Il 6 febbraio 2014 un cardinale della Chiesa Cattolica, Fernando Sebastián Aguilar, arcivescovo emerito di Pamplona, veniva iscritto nel registro degli indagati per “omofobia”, per aver rilasciato un’intervista a un quotidiano nella quale, sulla premessa che la sessualità è strutturalmente orientata anzitutto alla procreazione, faceva presente che all’interno di una relazione omosessuale tale finalità era preclusa.
Nello stesso periodo in Canada la Conferenza dei Presidi delle facoltà di Legge ha avviato un procedimento amministrativo contro un’università protestante, la Trinity West University, e ha chiesto agli Ordini degli Avvocati di non ammettere alla pratica forense i laureati di quell’ateneo perché “omofobi”: i suoi studenti infatti sottoscrivono un codice di comportamento col quale ci si impegna a non accedere a siti pornografici utilizzando il wi-fi dell’università, a non assumere alcool nel campus e ad astenersi “da forme di intimità sessuale che violino la sacralità del matrimonio tra un uomo e una donna”. La discriminazione risiederebbe nel riferimento alla “sacralità del matrimonio tra un uomo e una donna”, ovvero al fatto che sia menzionato solo questo matrimonio e non quello fra omosessuali.
La Santa Sede ha una dimensione territoriale, ma un respiro universale. Le vicende di gravi e reiterate violazioni della libertà religiosa - i casi prima ricordati sono due di una lunga serie - attestano quel che accade in ordinamenti che hanno già al proprio interno norme antiomofobia. La genericità delle disposizioni penali incriminatrici contenute nel ddl Zan permette una applicazione estesa oltre il limite dell’arbitrio, tale da condizionare non poco la libertà della Chiesa di annunciare il Vangelo.
Le preoccupazioni espresse dalla ‘Nota verbale’ consegnata giovedì scorso dalla Santa Sede al Governo italiano per il tramite del nostro ambasciatore riguarda anche l’attività delle associazioni.
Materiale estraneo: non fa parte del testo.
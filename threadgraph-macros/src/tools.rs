use convert_case::{Case, Casing};
use proc_macro::TokenStream;
use proc_macro2::TokenStream as Pm2TokenStream;
use quote::{quote, ToTokens};
use syn::{
    parse::Parse, parse::ParseStream, punctuated::Punctuated, token::Comma, Error, FnArg,
    ImplItem, ImplItemFn, Item, MetaNameValue, ReturnType, Type,
};

/// Comma-separated `name = "description"` pairs, e.g.
/// `calculator = "Basic arithmetic", get_stock_price = "Latest quote"`.
struct ToolsAttribute {
    name_values: Punctuated<MetaNameValue, Comma>,
}

impl Parse for ToolsAttribute {
    fn parse(input: ParseStream) -> syn::Result<Self> {
        let name_values = Punctuated::<MetaNameValue, Comma>::parse_terminated(input)?;
        Ok(Self { name_values })
    }
}

/// Entry point for the `#[tools(...)]` attribute macro.
///
/// ```ignore
/// #[tools(add = "Adds two numbers")]
/// impl MathTools {
///     async fn add(&self, params: AddParams) -> Result<AddResponse, ToolError> { ... }
/// }
/// // expands to `pub struct MathToolsAdd(pub MathTools);` + `impl ToolFunction for MathToolsAdd`
/// ```
pub fn tools_impl(attr: TokenStream, item: TokenStream) -> TokenStream {
    let tool_map = match parse_tools_map(attr.into()) {
        Ok(map) => map,
        Err(err) => return err.to_compile_error().into(),
    };

    let parsed_item = syn::parse_macro_input!(item as Item);
    let item_impl = match parsed_item {
        Item::Impl(ii) => ii,
        other => {
            return Error::new_spanned(other, "#[tools(...)] can only be applied to an impl block.")
                .to_compile_error()
                .into();
        }
    };

    let tool_type = &*item_impl.self_ty;
    let mut expansions = Vec::new();

    for (method_name, description) in tool_map {
        let Some(method_fn) = find_method_by_name(&item_impl.items, &method_name) else {
            let msg = format!("Method `{}` not found in impl block.", method_name);
            expansions.push(Error::new_spanned(&item_impl, msg).to_compile_error());
            continue;
        };

        if method_fn.sig.asyncness.is_none() {
            expansions.push(
                Error::new_spanned(&method_fn.sig, "Tool methods must be `async fn`.")
                    .to_compile_error(),
            );
            continue;
        }

        let (params_ty, success_ty, is_result) = match parse_param_and_return(method_fn) {
            Ok(parsed) => parsed,
            Err(err) => {
                expansions.push(err.to_compile_error());
                continue;
            }
        };

        let struct_name = syn::Ident::new(
            &format!(
                "{}{}",
                type_to_ident_str(tool_type),
                method_name.to_case(Case::Pascal)
            ),
            method_fn.sig.ident.span(),
        );
        let method_ident = &method_fn.sig.ident;

        let call_stmt = if is_result {
            quote! { Ok(self.0.#method_ident(params).await?) }
        } else {
            quote! { Ok(self.0.#method_ident(params).await) }
        };

        expansions.push(quote! {
            #[derive(Clone)]
            pub struct #struct_name(pub #tool_type);

            #[::threadgraph_core::async_trait::async_trait]
            impl ::threadgraph_core::tool::ToolFunction for #struct_name {
                type Params = #params_ty;
                type Response = #success_ty;

                fn name() -> &'static str { #method_name }
                fn description() -> &'static str { #description }

                async fn execute(
                    &self,
                    params: Self::Params,
                ) -> ::std::result::Result<Self::Response, ::threadgraph_core::ToolError> {
                    #call_stmt
                }
            }
        });
    }

    quote! {
        #item_impl
        #(#expansions)*
    }
    .into()
}

fn parse_tools_map(attr_ts: Pm2TokenStream) -> Result<Vec<(String, String)>, Error> {
    let parsed = syn::parse2::<ToolsAttribute>(attr_ts)?;

    let mut result = Vec::new();
    for nv in parsed.name_values {
        let ident = nv
            .path
            .get_ident()
            .ok_or_else(|| Error::new_spanned(&nv.path, "Expected an identifier on left side"))?
            .to_string();

        if let syn::Expr::Lit(expr_lit) = &nv.value {
            if let syn::Lit::Str(s) = &expr_lit.lit {
                result.push((ident, s.value()));
                continue;
            }
        }
        return Err(Error::new_spanned(
            &nv.value,
            "Expected a string literal on right side (e.g. `foo = \"desc\"`)",
        ));
    }
    Ok(result)
}

fn find_method_by_name<'a>(items: &'a [ImplItem], name: &str) -> Option<&'a ImplItemFn> {
    items.iter().find_map(|itm| match itm {
        ImplItem::Fn(m) if m.sig.ident == name => Some(m),
        _ => None,
    })
}

/// Returns (params type, success type, whether the method returns a `Result`).
fn parse_param_and_return(m: &ImplItemFn) -> Result<(Type, Type, bool), Error> {
    let params_ty = m
        .sig
        .inputs
        .iter()
        .find_map(|arg| match arg {
            FnArg::Typed(pat_type) => Some((*pat_type.ty).clone()),
            FnArg::Receiver(_) => None,
        })
        .ok_or_else(|| {
            Error::new_spanned(
                m,
                "Method must have a typed parameter, e.g. `fn foo(&self, params: X) -> ...`",
            )
        })?;

    let return_ty = match &m.sig.output {
        ReturnType::Default => {
            return Err(Error::new_spanned(
                m,
                "Method must return a type (like T or Result<T, E>)",
            ));
        }
        ReturnType::Type(_, box_ty) => (**box_ty).clone(),
    };

    let (success_ty, is_result) = parse_success_type(return_ty);
    Ok((params_ty, success_ty, is_result))
}

/// `Result<T, E>` yields `(T, true)`, anything else `(ty, false)`.
fn parse_success_type(ty: Type) -> (Type, bool) {
    if let Type::Path(type_path) = &ty {
        if let Some(last_seg) = type_path.path.segments.last() {
            if last_seg.ident == "Result" {
                if let syn::PathArguments::AngleBracketed(generic_args) = &last_seg.arguments {
                    let mut args = generic_args.args.iter();
                    if let (Some(syn::GenericArgument::Type(success)), Some(_)) =
                        (args.next(), args.next())
                    {
                        return (success.clone(), true);
                    }
                }
            }
        }
    }
    (ty, false)
}

fn type_to_ident_str(ty: &Type) -> String {
    ty.to_token_stream()
        .to_string()
        .chars()
        .filter(|c| !c.is_whitespace())
        .map(|c| if c.is_alphanumeric() { c } else { '_' })
        .collect()
}
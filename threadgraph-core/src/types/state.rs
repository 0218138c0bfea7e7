use super::message::{unanswered_tool_calls, Message, ToolCall};

pub trait UpdateableState {
    type Update;

    /// Update this state with a single update.
    fn update(&mut self, update: Self::Update);

    /// Apply multiple updates in sequence.
    fn update_many<I: IntoIterator<Item = Self::Update>>(&mut self, updates: I) {
        for update in updates {
            self.update(update);
        }
    }
}

/// Working state of one thread during a turn: its id and the ordered history.
#[derive(Debug, Clone, Default, PartialEq)]
pub struct ChatState {
    pub thread_id: String,
    pub messages: Vec<Message>,
}

impl ChatState {
    pub fn new(thread_id: impl Into<String>, messages: Vec<Message>) -> Self {
        Self {
            thread_id: thread_id.into(),
            messages,
        }
    }

    pub fn last_message(&self) -> Option<&Message> {
        self.messages.last()
    }

    pub fn pending_tool_calls(&self) -> Vec<&ToolCall> {
        unanswered_tool_calls(&self.messages)
    }

    /// Content of the last assistant answer, if the thread ends in one.
    pub fn final_answer(&self) -> Option<&str> {
        self.last_message()
            .filter(|m| m.is_final_answer())
            .map(|m| m.content.as_str())
    }
}

/// Messages are appended; a message whose id is already present is ignored.
impl UpdateableState for ChatState {
    type Update = Message;

    fn update(&mut self, update: Message) {
        if !self.messages.iter().any(|m| m.id == update.id) {
            self.messages.push(update);
        }
    }
}
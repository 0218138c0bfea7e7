use super::{dedup_in_order, prepare_write, Checkpoint, CheckpointStore};
use crate::graph::Phase;
use crate::types::{Message, StoreError, StoreResult};
use async_trait::async_trait;
use chrono::{DateTime, Utc};
use sqlx::sqlite::{SqliteConnectOptions, SqliteConnection, SqliteJournalMode, SqlitePoolOptions};
use sqlx::{Row, SqlitePool};
use std::collections::HashMap;
use std::path::Path;
use std::str::FromStr;
use std::sync::Arc;
use std::time::Duration;
use tokio::sync::Mutex;
use tracing::{debug, info};
use uuid::Uuid;

const SCHEMA: &[&str] = &[
    "CREATE TABLE IF NOT EXISTS checkpoints (
        seq        INTEGER PRIMARY KEY AUTOINCREMENT,
        id         TEXT NOT NULL UNIQUE,
        thread_id  TEXT NOT NULL,
        step       INTEGER NOT NULL,
        next_phase TEXT NOT NULL,
        created_at TEXT NOT NULL,
        UNIQUE (thread_id, step)
    )",
    "CREATE TABLE IF NOT EXISTS checkpoint_writes (
        seq           INTEGER PRIMARY KEY AUTOINCREMENT,
        checkpoint_id TEXT NOT NULL REFERENCES checkpoints(id),
        thread_id     TEXT NOT NULL,
        message_id    TEXT NOT NULL,
        data          TEXT NOT NULL,
        UNIQUE (thread_id, message_id)
    )",
    "CREATE INDEX IF NOT EXISTS idx_checkpoint_writes_thread
        ON checkpoint_writes (thread_id, seq)",
];

const DEFAULT_MAX_CONNECTIONS: u32 = 5;

/// Checkpoints in an SQLite file.
///
/// The handle wraps a connection pool and is cheap to clone; every clone may
/// be used from any task.
#[derive(Debug, Clone)]
pub struct SqliteCheckpointStore {
    pool: SqlitePool,
    // Serializes read-validate-write cycles issued through this process.
    write_lock: Arc<Mutex<()>>,
}

impl SqliteCheckpointStore {
    /// Open or create the database file at `path`.
    pub async fn open(path: impl AsRef<Path>) -> StoreResult<Self> {
        let options = SqliteConnectOptions::new()
            .filename(path.as_ref())
            .create_if_missing(true)
            .journal_mode(SqliteJournalMode::Wal)
            .busy_timeout(Duration::from_secs(5));
        let pool = SqlitePoolOptions::new()
            .max_connections(DEFAULT_MAX_CONNECTIONS)
            .connect_with(options)
            .await?;
        info!(path = %path.as_ref().display(), "opened sqlite checkpoint store");
        Self::from_pool(pool).await
    }

    /// Private in-memory database, for tests and throwaway sessions.
    pub async fn open_in_memory() -> StoreResult<Self> {
        let options = SqliteConnectOptions::from_str("sqlite::memory:")?;
        // One connection kept forever: the database dies with it.
        let pool = SqlitePoolOptions::new()
            .max_connections(1)
            .idle_timeout(None)
            .max_lifetime(None)
            .connect_with(options)
            .await?;
        Self::from_pool(pool).await
    }

    /// Use an existing pool, creating the schema if needed.
    pub async fn from_pool(pool: SqlitePool) -> StoreResult<Self> {
        for statement in SCHEMA {
            sqlx::query(statement).execute(&pool).await?;
        }
        Ok(Self {
            pool,
            write_lock: Arc::new(Mutex::new(())),
        })
    }

    pub fn pool(&self) -> &SqlitePool {
        &self.pool
    }

    pub async fn close(&self) {
        self.pool.close().await;
    }
}

fn decode_message(data: &str) -> StoreResult<Message> {
    Ok(serde_json::from_str(data)?)
}

fn parse_timestamp(value: &str) -> StoreResult<DateTime<Utc>> {
    DateTime::parse_from_rfc3339(value)
        .map(|ts| ts.with_timezone(&Utc))
        .map_err(|e| StoreError::Corrupt(format!("bad timestamp {}: {}", value, e)))
}

async fn load_messages(conn: &mut SqliteConnection, thread_id: &str) -> StoreResult<Vec<Message>> {
    let rows = sqlx::query("SELECT data FROM checkpoint_writes WHERE thread_id = ? ORDER BY seq")
        .bind(thread_id)
        .fetch_all(&mut *conn)
        .await?;

    rows.iter()
        .map(|row| decode_message(&row.try_get::<String, _>("data")?))
        .collect()
}

#[async_trait]
impl CheckpointStore for SqliteCheckpointStore {
    async fn put(
        &self,
        thread_id: &str,
        messages: &[Message],
        next: Phase,
    ) -> StoreResult<Option<Checkpoint>> {
        let _guard = self.write_lock.lock().await;
        let mut tx = self.pool.begin().await?;

        let existing = load_messages(&mut *tx, thread_id).await?;
        let fresh = prepare_write(thread_id, &existing, messages)?;
        if fresh.is_empty() {
            return Ok(None);
        }

        let step: i64 = sqlx::query_scalar("SELECT COUNT(*) FROM checkpoints WHERE thread_id = ?")
            .bind(thread_id)
            .fetch_one(&mut *tx)
            .await?;

        let checkpoint = Checkpoint {
            id: Uuid::new_v4().to_string(),
            thread_id: thread_id.to_string(),
            step: step as u64,
            next,
            messages: fresh,
            created_at: Utc::now(),
        };

        sqlx::query(
            "INSERT INTO checkpoints (id, thread_id, step, next_phase, created_at)
             VALUES (?, ?, ?, ?, ?)",
        )
        .bind(&checkpoint.id)
        .bind(thread_id)
        .bind(step)
        .bind(next.as_str())
        .bind(checkpoint.created_at.to_rfc3339())
        .execute(&mut *tx)
        .await?;

        for message in &checkpoint.messages {
            sqlx::query(
                "INSERT INTO checkpoint_writes (checkpoint_id, thread_id, message_id, data)
                 VALUES (?, ?, ?, ?)",
            )
            .bind(&checkpoint.id)
            .bind(thread_id)
            .bind(&message.id)
            .bind(serde_json::to_string(message)?)
            .execute(&mut *tx)
            .await?;
        }

        tx.commit().await?;
        debug!(thread_id, step, next = %next, count = checkpoint.messages.len(), "checkpoint written");
        Ok(Some(checkpoint))
    }

    async fn read(&self, thread_id: &str) -> StoreResult<Vec<Message>> {
        let mut conn = self.pool.acquire().await?;
        load_messages(&mut *conn, thread_id).await
    }

    async fn history(&self, thread_id: &str) -> StoreResult<Vec<Checkpoint>> {
        let mut conn = self.pool.acquire().await?;

        let writes = sqlx::query(
            "SELECT checkpoint_id, data FROM checkpoint_writes WHERE thread_id = ? ORDER BY seq",
        )
        .bind(thread_id)
        .fetch_all(&mut *conn)
        .await?;
        let mut messages_by_checkpoint: HashMap<String, Vec<Message>> = HashMap::new();
        for row in &writes {
            let checkpoint_id: String = row.try_get("checkpoint_id")?;
            let message = decode_message(&row.try_get::<String, _>("data")?)?;
            messages_by_checkpoint
                .entry(checkpoint_id)
                .or_default()
                .push(message);
        }

        let rows = sqlx::query(
            "SELECT id, step, next_phase, created_at FROM checkpoints
             WHERE thread_id = ? ORDER BY step",
        )
        .bind(thread_id)
        .fetch_all(&mut *conn)
        .await?;

        rows.iter()
            .map(|row| {
                let id: String = row.try_get("id")?;
                let step: i64 = row.try_get("step")?;
                let next_phase: String = row.try_get("next_phase")?;
                let created_at: String = row.try_get("created_at")?;
                Ok(Checkpoint {
                    messages: messages_by_checkpoint.remove(&id).unwrap_or_default(),
                    id,
                    thread_id: thread_id.to_string(),
                    step: step as u64,
                    next: Phase::from_str(&next_phase).map_err(StoreError::Corrupt)?,
                    created_at: parse_timestamp(&created_at)?,
                })
            })
            .collect()
    }

    async fn list_threads(&self) -> StoreResult<Vec<String>> {
        let thread_ids: Vec<String> =
            sqlx::query_scalar("SELECT thread_id FROM checkpoints ORDER BY seq")
                .fetch_all(&self.pool)
                .await?;
        Ok(dedup_in_order(thread_ids))
    }
}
In Francia, dove con la legge Taubira sono state estese alla discriminazione fondata sull’orientamento sessuale le discriminazioni razziali - esattamente come si vorrebbe fare in Italia con l’ampliamento delle ipotesi previste dalla legge Mancino, contenute oggi agli art. 604 bis e 604 ter cod. pen. -, si è giunti ad arrestare persone ree di indossare in pubblico una felpa recante il logo della Manif pour tous, cioè un disegno con le sagome di un papà, di una mamma e di due bambini, ritenendo discriminatoria la esibizione di un capo d’abbigliamento recante quell’immagine.
E non vi è soltanto la prospettiva di una condanna definitiva, bensì pure quel che può accadere nel corso delle indagini: i tetti di talune sanzioni previste dal ddl Zan permettono al pubblico ministero di attivare intercettazioni telefoniche e ambientali, e di ottenere dal gip misure cautelari restrittive della libertà. Tutto ciò si traduce in un pesante condizionamento nell’affermazione della dottrina naturale e cristiana in tema di distinzione fra i sessi, di matrimonio, di procreazione, e così via. La concreta violazione dell’Accordo concordatario si correla anche alle giornate di propaganda gender da svolgere nelle scuole ai sensi dell’art. 7 del ddl che non consentono né una esenzione dei singoli alunni, né l’esonero delle scuole di ispirazione cristiana dall’insegnamento di dottrine - come quelle appartenenti all’ideologia gender - frontalmente inconciliabili col Cristianesimo, come più volte Papa Francesco ha avuto modo di ribadire.
Non vi sono precedenti? Quando era in vigore il Concordato del 1929, nella primavera del 1937 accadde che il regime fascista fosse in procinto di approvare il cosiddetto “decreto Lessona” che avrebbe vietato i matrimoni interrazziali nelle colonie italiane in Africa tra i ‘nazionali’ e le donne indigene. In tale circostanza la Santa Sede reagì tramite il card. Eugène Tisserant, segretario della Sacra Congregazione per le Chiese Orientali, e tramite il Nunzio apostolico in Italia, il card. Francesco Borgongini Duca: costui trattò del problema sia con il sottosegretario agli Interni, on. Guido Buffarini Guidi, sia direttamente con il Ministro dell’Africa italiana, on. Alessandro Lessona, da cui per l’appunto prendeva il nome il suddetto decreto. L’esigenza di non tacere dinnanzi a provvedimenti razziali di tale fatta si accompagnava alla intromissione nella disciplina di matrimoni che per la Chiesa cattolica erano perfettamente validi ed efficaci. Alla fine, il provvedimento fu bloccato proprio in virtù del Concordato.
Tornando a oggi, va ricordato che la ‘nota verbale’ non costituisce un pur importante contributo a un dibattito interno a una singola Nazione, come può essere il comunicato di una Conferenza episcopale. È un passo formale fra autorità - lo Stato italiano e la Chiesa cattolica - che, come con identica formulazione sanciscono l’art. 7 Cost. e l’art. 1 del Accordo di revisione del Concordato del 1984, “sono, ciascuno nel proprio ordine, indipendenti e sovrani”. È l’atto col quale una delle due autorità segnala all’altra il rischio imminente di violazione dell’Accordo: questo si fonda (art. 2) sul riconoscimento da parte della “Repubblica italiana (…) alla Chiesa cattolica la piena libertà di svolgere la sua missione pastorale, educativa e caritativa, di evangelizzazione e di santificazione”, e sulla conseguente assicurazione della “libertà (…) di esercizio del magistero”.
Che cosa può accadere adesso? Se le norme hanno un senso, di fronte a una ‘nota verbale’ con un tale contenuto le strade sono due: o Governo e Parlamento concordano una pausa di riflessione sul ddl Zan, che quindi nelle more dovrebbe restare fermo. Oppure, al fine di prevenire conflitti, la soluzione non sta nella sospensione unilaterale del principio pattizio bensì nella sua piena attuazione, con la previsione all’art. 14 che “se (…) sorgessero difficoltà di interpretazione o di applicazione delle disposizioni precedenti (fra cui gli art. 1 e 2 richiamati dalla ‘Nota’), la Santa Sede e la Repubblica italiana affideranno la ricerca di un’amichevole soluzione ad una commissione paritetica da loro nominata”.
E anche in tal caso il d.d.l. Zan dovrebbe restare fermo, in attesa della definizione dell’“amichevole soluzione”, all’esito dei lavori della commissione paritetica.